I’m no engineer but to underpin a building as high as this on coral rag and sand is, well, not possible anywhere in the world. There are so many other issues surrounding this fantasy build, not least the amount of empty beds and the state of our coasts tourism industry. Blinded by the ‘J’ word, jobs, the county government is all of a twitter, they are also blinded by the environmental impact it will have on the region.

But let me share the blurb from the developers just so you know from whence I speak: a 270-room 5-star hotel and spa, 180-luxury apartments, a 24-hour casino, a convention centre, an observatory, a shopping complex/mall, and a private beach.

Now we all know that there is no such thing as a private beach in Kenya, so lets knock that one on the head.

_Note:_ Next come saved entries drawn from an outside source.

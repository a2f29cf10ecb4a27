// src/component/queue.rs

use std::collections::BTreeMap;

use super::brackets::{BracketCapture, FrameId};
use crate::{error::ProcessError, ip::Ip, ip::Scope, port::PortKey};

/// Everything one activation produced, waiting for its turn to be sent.
#[derive(Debug)]
pub(crate) struct Activation {
    pub seq: u64,
    pub scope: Option<Scope>,
    pub resolved: bool,
    /// Carries only closing brackets for input streams that ended after
    /// the last activation. Not counted as in-flight work.
    pub brackets_only: bool,
    pub packets: Vec<(PortKey, Ip)>,
    pub errors: Vec<ProcessError>,
    pub capture: BracketCapture,
}

impl Activation {
    pub fn new(seq: u64, scope: Option<Scope>) -> Self {
        Self {
            seq,
            scope,
            resolved: false,
            brackets_only: false,
            packets: Vec::new(),
            errors: Vec::new(),
            capture: BracketCapture::default(),
        }
    }

    pub fn brackets_only(seq: u64, scope: Option<Scope>, closing: Vec<FrameId>) -> Self {
        let mut activation = Self::new(seq, scope);
        activation.resolved = true;
        activation.brackets_only = true;
        activation.capture.closing_after = closing;
        activation
    }
}

/// Reorder buffer keyed by activation sequence number.
#[derive(Debug, Default)]
pub(crate) struct OutputQueue {
    entries: BTreeMap<u64, Activation>,
}

impl OutputQueue {
    pub fn insert(&mut self, activation: Activation) {
        self.entries.insert(activation.seq, activation);
    }

    pub fn get_mut(&mut self, seq: u64) -> Option<&mut Activation> {
        self.entries.get_mut(&seq)
    }

    pub fn len(&self) -> usize {
        self.entries.len()
    }

    pub fn is_empty(&self) -> bool {
        self.entries.is_empty()
    }

    /// Newest queued activation that is not a bracket-only entry.
    pub fn last_activation(&self) -> Option<u64> {
        self.entries
            .values()
            .rev()
            .find(|activation| !activation.brackets_only)
            .map(|activation| activation.seq)
    }

    /// Next entry allowed out. Ordered: only the head, once resolved.
    /// Unordered: any resolved activation, but bracket-only entries still
    /// wait until they reach the head.
    pub fn pop_ready(&mut self, ordered: bool) -> Option<Activation> {
        let head = self.entries.values().next()?;
        if head.resolved {
            let seq = head.seq;
            return self.entries.remove(&seq);
        }
        if ordered {
            return None;
        }
        let seq = self
            .entries
            .values()
            .find(|activation| activation.resolved && !activation.brackets_only)?
            .seq;
        self.entries.remove(&seq)
    }
}
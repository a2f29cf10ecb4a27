// src/config.rs

use std::{
    env, fs,
    path::{Path, PathBuf},
};

use dashmap::DashMap;
use schemars::JsonSchema;
use serde::{Deserialize, Serialize};
use thiserror::Error;
use tracing::{info, warn};

use crate::component::OutputOrder;

pub const LOG_LEVEL: &str = "IPFLOW_LOG_LEVEL";
pub const LOG_DIR: &str = "IPFLOW_LOG_DIR";
pub const EVENT_CAPACITY: &str = "IPFLOW_EVENT_CAPACITY";
pub const DEFAULT_ORDERING: &str = "IPFLOW_DEFAULT_ORDERING";
pub const DEBUG: &str = "IPFLOW_DEBUG";

#[derive(Debug, Error)]
pub enum ConfigError {
    #[error("invalid value `{value}` for {key}: {reason}")]
    Invalid {
        key: String,
        value: String,
        reason: String,
    },
    #[error(transparent)]
    Io(#[from] std::io::Error),
    #[error(transparent)]
    Json(#[from] serde_json::Error),
}

/// Where configuration values come from.
pub trait ConfigSource: Send + Sync {
    fn keys(&self) -> Vec<String>;
    fn get(&self, key: &str) -> Option<String>;

    fn as_vec(&self) -> Vec<(String, String)> {
        let mut config = vec![];
        for key in self.keys() {
            if let Some(value) = self.get(&key) {
                config.push((key, value));
            }
        }
        config
    }
}

/// Process environment, optionally seeded from a `.env` file.
#[derive(Clone, Debug, Default)]
pub struct EnvConfig {
    env_file: Option<PathBuf>,
}

impl EnvConfig {
    pub fn new(env_file: Option<PathBuf>) -> Self {
        if let Some(path) = &env_file {
            if path.exists() {
                dotenvy::from_path(path).ok();
                info!("Loaded .env from {}", path.display());
            } else {
                warn!("could not load .env from {}", path.display())
            }
        }
        Self { env_file }
    }

    pub fn env_file(&self) -> Option<&Path> {
        self.env_file.as_deref()
    }
}

impl ConfigSource for EnvConfig {
    fn keys(&self) -> Vec<String> {
        env::vars().map(|(k, _)| k).collect()
    }

    fn get(&self, key: &str) -> Option<String> {
        env::var(key).ok()
    }
}

/// In-memory source, mostly for tests and embedding.
#[derive(Debug, Clone, Default)]
pub struct MapConfig {
    map: DashMap<String, String>,
}

impl MapConfig {
    pub fn new() -> Self {
        Self::default()
    }

    pub fn set(&self, key: &str, value: &str) {
        self.map.insert(key.to_string(), value.to_string());
    }

    pub fn del(&self, key: &str) {
        self.map.remove(key);
    }
}

impl ConfigSource for MapConfig {
    fn keys(&self) -> Vec<String> {
        self.map.iter().map(|entry| entry.key().clone()).collect()
    }

    fn get(&self, key: &str) -> Option<String> {
        self.map.get(key).map(|v| v.clone())
    }
}

/// Runtime-wide settings.
#[derive(Debug, Clone, PartialEq, Eq, Serialize, Deserialize, JsonSchema)]
#[serde(default)]
pub struct RuntimeConfig {
    /// `EnvFilter` directive, e.g. `info` or `ipflow=debug`.
    pub log_level: String,
    /// Write rolling log files here instead of stdout.
    pub log_dir: Option<PathBuf>,
    /// Buffer size of the network event channel.
    pub event_capacity: usize,
    /// Ordering for components that do not pick one.
    pub default_ordering: OutputOrder,
    /// Publish a `Packet` event for every socket delivery.
    pub debug: bool,
}

impl Default for RuntimeConfig {
    fn default() -> Self {
        Self {
            log_level: "info".to_string(),
            log_dir: None,
            event_capacity: 1024,
            default_ordering: OutputOrder::Ordered,
            debug: false,
        }
    }
}

fn invalid(key: &str, value: &str, reason: impl ToString) -> ConfigError {
    ConfigError::Invalid {
        key: key.to_string(),
        value: value.to_string(),
        reason: reason.to_string(),
    }
}

impl RuntimeConfig {
    /// Defaults, overridden by whatever `source` provides.
    pub fn from_source(source: &dyn ConfigSource) -> Result<Self, ConfigError> {
        let mut config = Self::default();
        if let Some(level) = source.get(LOG_LEVEL) {
            config.log_level = level;
        }
        if let Some(dir) = source.get(LOG_DIR).filter(|dir| !dir.trim().is_empty()) {
            config.log_dir = Some(PathBuf::from(dir));
        }
        if let Some(raw) = source.get(EVENT_CAPACITY) {
            config.event_capacity = match raw.trim().parse::<usize>() {
                Ok(0) => return Err(invalid(EVENT_CAPACITY, &raw, "must be at least 1")),
                Ok(capacity) => capacity,
                Err(e) => return Err(invalid(EVENT_CAPACITY, &raw, e)),
            };
        }
        if let Some(raw) = source.get(DEFAULT_ORDERING) {
            config.default_ordering = raw
                .parse()
                .map_err(|e: String| invalid(DEFAULT_ORDERING, &raw, e))?;
        }
        if let Some(raw) = source.get(DEBUG) {
            config.debug = match raw.trim().to_ascii_lowercase().as_str() {
                "1" | "true" | "yes" | "on" => true,
                "0" | "false" | "no" | "off" | "" => false,
                _ => return Err(invalid(DEBUG, &raw, "expected a boolean")),
            };
        }
        Ok(config)
    }

    pub fn from_env(env_file: Option<PathBuf>) -> Result<Self, ConfigError> {
        Self::from_source(&EnvConfig::new(env_file))
    }

    pub fn from_json_file(path: &Path) -> Result<Self, ConfigError> {
        let raw = fs::read_to_string(path)?;
        Ok(serde_json::from_str(&raw)?)
    }
}
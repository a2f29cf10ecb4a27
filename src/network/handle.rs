// src/network/handle.rs

use std::{
    collections::BTreeSet,
    sync::{
        Arc,
        atomic::{AtomicU64, Ordering},
    },
};

use serde_json::Value;
use tokio::sync::{broadcast, mpsc, watch};

use super::events::NetworkEvent;
use crate::{
    error::{NetworkError, ValidationError},
    ip::Ip,
};

#[derive(Debug, Clone, PartialEq)]
pub enum NetworkStatus {
    Running,
    /// Nothing in flight and nothing queued. New input resumes the network.
    Complete,
    Stopped,
    Failed(NetworkError),
}

#[derive(Debug, Clone)]
pub(crate) struct StatusCell {
    pub status: NetworkStatus,
    /// Commands the scheduler has taken off its channel.
    pub processed: u64,
}

#[derive(Debug)]
pub(crate) enum BoundaryOp {
    Connect,
    Post(Ip),
    EndGroup,
    Disconnect,
}

#[derive(Debug)]
pub(crate) enum Command {
    Boundary { port: String, op: BoundaryOp },
    Stop,
}

/// Control surface of a running network.
#[derive(Debug, Clone)]
pub struct NetworkHandle {
    name: String,
    commands: mpsc::UnboundedSender<Command>,
    status: watch::Receiver<StatusCell>,
    events: broadcast::Sender<NetworkEvent>,
    inports: Arc<BTreeSet<String>>,
    sent: Arc<AtomicU64>,
}

impl NetworkHandle {
    pub(crate) fn new(
        name: String,
        commands: mpsc::UnboundedSender<Command>,
        status: watch::Receiver<StatusCell>,
        events: broadcast::Sender<NetworkEvent>,
        inports: BTreeSet<String>,
    ) -> Self {
        Self {
            name,
            commands,
            status,
            events,
            inports: Arc::new(inports),
            sent: Arc::new(AtomicU64::new(0)),
        }
    }

    pub fn name(&self) -> &str {
        &self.name
    }

    fn command(&self, command: Command) -> Result<(), NetworkError> {
        self.sent.fetch_add(1, Ordering::SeqCst);
        self.commands.send(command).map_err(|_| {
            self.sent.fetch_sub(1, Ordering::SeqCst);
            NetworkError::Closed
        })
    }

    fn boundary(&self, port: &str, op: BoundaryOp) -> Result<(), NetworkError> {
        if !self.inports.contains(port) {
            return Err(ValidationError::UnknownBoundaryPort(port.to_string()).into());
        }
        self.command(Command::Boundary {
            port: port.to_string(),
            op,
        })
    }

    pub fn connect(&self, port: &str) -> Result<(), NetworkError> {
        self.boundary(port, BoundaryOp::Connect)
    }

    pub fn send(&self, port: &str, data: impl Into<Value>) -> Result<(), NetworkError> {
        self.boundary(port, BoundaryOp::Post(Ip::data(data)))
    }

    pub fn send_ip(&self, port: &str, ip: Ip) -> Result<(), NetworkError> {
        self.boundary(port, BoundaryOp::Post(ip))
    }

    pub fn begin_group(&self, port: &str, data: impl Into<Value>) -> Result<(), NetworkError> {
        self.boundary(port, BoundaryOp::Post(Ip::open_bracket(data)))
    }

    pub fn end_group(&self, port: &str) -> Result<(), NetworkError> {
        self.boundary(port, BoundaryOp::EndGroup)
    }

    pub fn disconnect(&self, port: &str) -> Result<(), NetworkError> {
        self.boundary(port, BoundaryOp::Disconnect)
    }

    /// Stop delivering packets. Activations already running still finish.
    pub fn stop(&self) -> Result<(), NetworkError> {
        self.command(Command::Stop)
    }

    pub fn status(&self) -> NetworkStatus {
        self.status.borrow().status.clone()
    }

    pub fn is_running(&self) -> bool {
        self.status() == NetworkStatus::Running
    }

    pub fn subscribe(&self) -> broadcast::Receiver<NetworkEvent> {
        self.events.subscribe()
    }

    /// Wait until everything sent through this handle so far has been
    /// processed and the network went idle, stopped or failed.
    pub async fn wait(&self) -> Result<(), NetworkError> {
        let target = self.sent.load(Ordering::SeqCst);
        let mut status = self.status.clone();
        loop {
            let settled = {
                let cell = status.borrow_and_update();
                match &cell.status {
                    NetworkStatus::Failed(error) => Some(Err(error.clone())),
                    NetworkStatus::Stopped => Some(Ok(())),
                    NetworkStatus::Complete if cell.processed >= target => Some(Ok(())),
                    _ => None,
                }
            };
            if let Some(outcome) = settled {
                return outcome;
            }
            if status.changed().await.is_err() {
                return match &status.borrow().status {
                    NetworkStatus::Failed(error) => Err(error.clone()),
                    NetworkStatus::Stopped | NetworkStatus::Complete => Ok(()),
                    NetworkStatus::Running => Err(NetworkError::Closed),
                };
            }
        }
    }
}
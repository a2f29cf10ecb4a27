// src/ip.rs

use std::{fmt, sync::Arc};

use schemars::JsonSchema;
use serde::{Deserialize, Serialize};
use serde_json::Value;

#[derive(Debug, Clone, Copy, PartialEq, Eq, Hash, Serialize, Deserialize, JsonSchema)]
#[serde(rename_all = "camelCase")]
pub enum IpType {
    Data,
    OpenBracket,
    CloseBracket,
}

/// Correlation tag carried by a packet. A packet without one is global.
#[derive(Debug, Clone, PartialEq, Eq, Hash, PartialOrd, Ord, Serialize, Deserialize, JsonSchema)]
#[serde(transparent)]
pub struct Scope(String);

impl Scope {
    pub fn new(tag: impl Into<String>) -> Self {
        Scope(tag.into())
    }

    pub fn as_str(&self) -> &str {
        &self.0
    }
}

impl From<&str> for Scope {
    fn from(tag: &str) -> Self {
        Scope(tag.to_string())
    }
}

impl From<String> for Scope {
    fn from(tag: String) -> Self {
        Scope(tag)
    }
}

impl From<u64> for Scope {
    fn from(tag: u64) -> Self {
        Scope(tag.to_string())
    }
}

impl fmt::Display for Scope {
    fn fmt(&self, f: &mut fmt::Formatter<'_>) -> fmt::Result {
        f.write_str(&self.0)
    }
}

/// The unit of data moving through a network.
///
/// The payload sits behind an `Arc`: plain clones share it, so fan-out of a
/// non-clonable packet hands every receiver the same value. Use
/// [`InformationPacket::deep_clone`] to get an independent copy.
#[derive(Debug, Clone, PartialEq)]
pub struct InformationPacket {
    kind: IpType,
    data: Arc<Value>,
    scope: Option<Scope>,
    index: Option<usize>,
    datatype: Option<String>,
    schema: Option<String>,
    clonable: bool,
    initial: bool,
}

pub type Ip = InformationPacket;

impl InformationPacket {
    pub fn new(kind: IpType, data: impl Into<Value>) -> Self {
        Self {
            kind,
            data: Arc::new(data.into()),
            scope: None,
            index: None,
            datatype: None,
            schema: None,
            clonable: false,
            initial: false,
        }
    }

    pub fn data(data: impl Into<Value>) -> Self {
        Self::new(IpType::Data, data)
    }

    pub fn open_bracket(data: impl Into<Value>) -> Self {
        Self::new(IpType::OpenBracket, data)
    }

    pub fn close_bracket(data: impl Into<Value>) -> Self {
        Self::new(IpType::CloseBracket, data)
    }

    pub fn with_scope(mut self, scope: impl Into<Scope>) -> Self {
        self.scope = Some(scope.into());
        self
    }

    pub fn with_index(mut self, index: usize) -> Self {
        self.index = Some(index);
        self
    }

    pub fn with_datatype(mut self, datatype: impl Into<String>) -> Self {
        self.datatype = Some(datatype.into());
        self
    }

    pub fn with_schema(mut self, schema: impl Into<String>) -> Self {
        self.schema = Some(schema.into());
        self
    }

    /// Clonable packets are deep-copied for every extra receiver on fan-out.
    pub fn clonable(mut self, clonable: bool) -> Self {
        self.clonable = clonable;
        self
    }

    pub fn initial(mut self, initial: bool) -> Self {
        self.initial = initial;
        self
    }

    pub fn kind(&self) -> IpType {
        self.kind
    }

    pub fn is_data(&self) -> bool {
        self.kind == IpType::Data
    }

    pub fn is_open(&self) -> bool {
        self.kind == IpType::OpenBracket
    }

    pub fn is_close(&self) -> bool {
        self.kind == IpType::CloseBracket
    }

    pub fn is_bracket(&self) -> bool {
        self.kind != IpType::Data
    }

    pub fn value(&self) -> &Value {
        &self.data
    }

    pub fn payload(&self) -> Arc<Value> {
        Arc::clone(&self.data)
    }

    /// Take the payload out, copying only when it is still shared.
    pub fn into_value(self) -> Value {
        Arc::try_unwrap(self.data).unwrap_or_else(|shared| (*shared).clone())
    }

    pub fn scope(&self) -> Option<&Scope> {
        self.scope.as_ref()
    }

    pub fn index(&self) -> Option<usize> {
        self.index
    }

    pub fn datatype(&self) -> Option<&str> {
        self.datatype.as_deref()
    }

    pub fn schema(&self) -> Option<&str> {
        self.schema.as_deref()
    }

    pub fn is_clonable(&self) -> bool {
        self.clonable
    }

    pub fn is_initial(&self) -> bool {
        self.initial
    }

    pub(crate) fn set_scope(&mut self, scope: Option<Scope>) {
        self.scope = scope;
    }

    pub(crate) fn set_index(&mut self, index: Option<usize>) {
        self.index = index;
    }

    pub(crate) fn set_datatype(&mut self, datatype: Option<String>) {
        self.datatype = datatype;
    }

    pub(crate) fn set_schema(&mut self, schema: Option<String>) {
        self.schema = schema;
    }

    /// Same metadata, independent payload.
    pub fn deep_clone(&self) -> Self {
        Self {
            data: Arc::new((*self.data).clone()),
            ..self.clone()
        }
    }

    /// True when both packets point at the very same payload.
    pub fn same_payload(&self, other: &Self) -> bool {
        Arc::ptr_eq(&self.data, &other.data)
    }
}

impl From<Value> for InformationPacket {
    fn from(value: Value) -> Self {
        InformationPacket::data(value)
    }
}

fn show(value: &Value) -> String {
    match value {
        Value::String(s) => s.clone(),
        other => other.to_string(),
    }
}

impl fmt::Display for InformationPacket {
    fn fmt(&self, f: &mut fmt::Formatter<'_>) -> fmt::Result {
        match self.kind {
            IpType::Data => write!(f, "DATA {}", show(&self.data)),
            IpType::OpenBracket => write!(f, "< {}", show(&self.data)),
            IpType::CloseBracket => f.write_str(">"),
        }
    }
}
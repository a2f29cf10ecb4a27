// src/loader.rs

use std::sync::Arc;

use dashmap::DashMap;
use tracing::info;

use crate::{component::Component, error::ValidationError};

pub type ComponentFactory = Arc<dyn Fn() -> Component + Send + Sync>;

/// Named component factories. Cheap to clone, shared between clones.
#[derive(Clone, Default)]
pub struct ComponentLoader {
    factories: Arc<DashMap<String, ComponentFactory>>,
}

impl std::fmt::Debug for ComponentLoader {
    fn fmt(&self, f: &mut std::fmt::Formatter<'_>) -> std::fmt::Result {
        f.debug_struct("ComponentLoader")
            .field("components", &self.list())
            .finish()
    }
}

impl ComponentLoader {
    pub fn new() -> Self {
        Self::default()
    }

    /// Register (or replace) a factory.
    pub fn register<F>(&self, name: impl Into<String>, factory: F)
    where
        F: Fn() -> Component + Send + Sync + 'static,
    {
        let name = name.into();
        if self.factories.insert(name.clone(), Arc::new(factory)).is_some() {
            info!(component = %name, "replaced component factory");
        }
    }

    pub fn create(&self, name: &str) -> Result<Component, ValidationError> {
        let factory = self
            .factories
            .get(name)
            .map(|entry| Arc::clone(entry.value()))
            .ok_or_else(|| ValidationError::UnknownComponent(name.to_string()))?;
        Ok(factory())
    }

    pub fn factory(&self, name: &str) -> Option<ComponentFactory> {
        self.factories.get(name).map(|entry| Arc::clone(entry.value()))
    }

    pub fn contains(&self, name: &str) -> bool {
        self.factories.contains_key(name)
    }

    pub fn list(&self) -> Vec<String> {
        let mut names: Vec<String> =
            self.factories.iter().map(|entry| entry.key().clone()).collect();
        names.sort();
        names
    }
}

#[cfg(test)]
mod tests {
    use super::*;
    use crate::port::{InPort, OutPort};

    fn passthrough() -> Component {
        Component::from_fn(|ctx| {
            if let Some(value) = ctx.input.get_data("in")? {
                ctx.output.send("out", value)?;
            }
            Ok(())
        })
        .inport(InPort::new("in"))
        .outport(OutPort::new("out"))
    }

    #[test]
    fn registered_factories_build_fresh_instances() {
        let loader = ComponentLoader::new();
        loader.register("core/Passthrough", passthrough);
        loader.register("core/Drop", || Component::from_fn(|_ctx| Ok(())));

        assert!(loader.contains("core/Passthrough"));
        assert_eq!(loader.list(), vec!["core/Drop", "core/Passthrough"]);

        let component = loader.create("core/Passthrough").unwrap();
        assert!(component.inports().contains("in"));
        assert!(component.outports().contains("out"));
    }

    #[test]
    fn unknown_component_is_reported() {
        let loader = ComponentLoader::new();
        assert_eq!(
            loader.create("nope").unwrap_err(),
            ValidationError::UnknownComponent("nope".into())
        );
    }
}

The company touting this ludicrous fantasy is Crystal Business SA of Lugano in Switzerland – its Chairman is Dr. Guiseppe Moscarino a vet with few substantial credentials other than his love for Africa, the Managing Director is Oliver Nepomuceno his CV on their website shows little capacity for a project like this, as is the case of the architect Lorenzo Pagnini.

Nicky Parazzi a long-time resident of Watamu and a leading eco-warrior penned these comments on social media recently.

Described as outrageous, and Dubaiesq: and an April fools joke by many, but apparently being touted in Italy and elsewhere, including (according to the developer himself) in high political circles in Kenya. Of concern, at a stakeholder meeting in April, the developer and his team could not answer rudimentary, questions about the build in an extremely challenging, natural geographical area and the project in general – including a simple question about how many people the building would cater for (both workers and clients). And yet again the promise of jobs over-rode all serious questions. A sure sign there’s a need to scratch the surface. 

 We can NOT afford to take this lightly! Let’s stop spoiling Watamu! Keep it natural for future generations. Click HERE to sign our petition.

 One interesting snippet gleaned from the dailies last week, was that all imported used vehicles HAVE to be shipped from Mombasa by rail. So, it might stand to reason that us folk from Nairobi and up-country will be able to utilise the empty wagons back down to Mombasa when on holiday or on business, for our vehicles, thus saving us all the drive.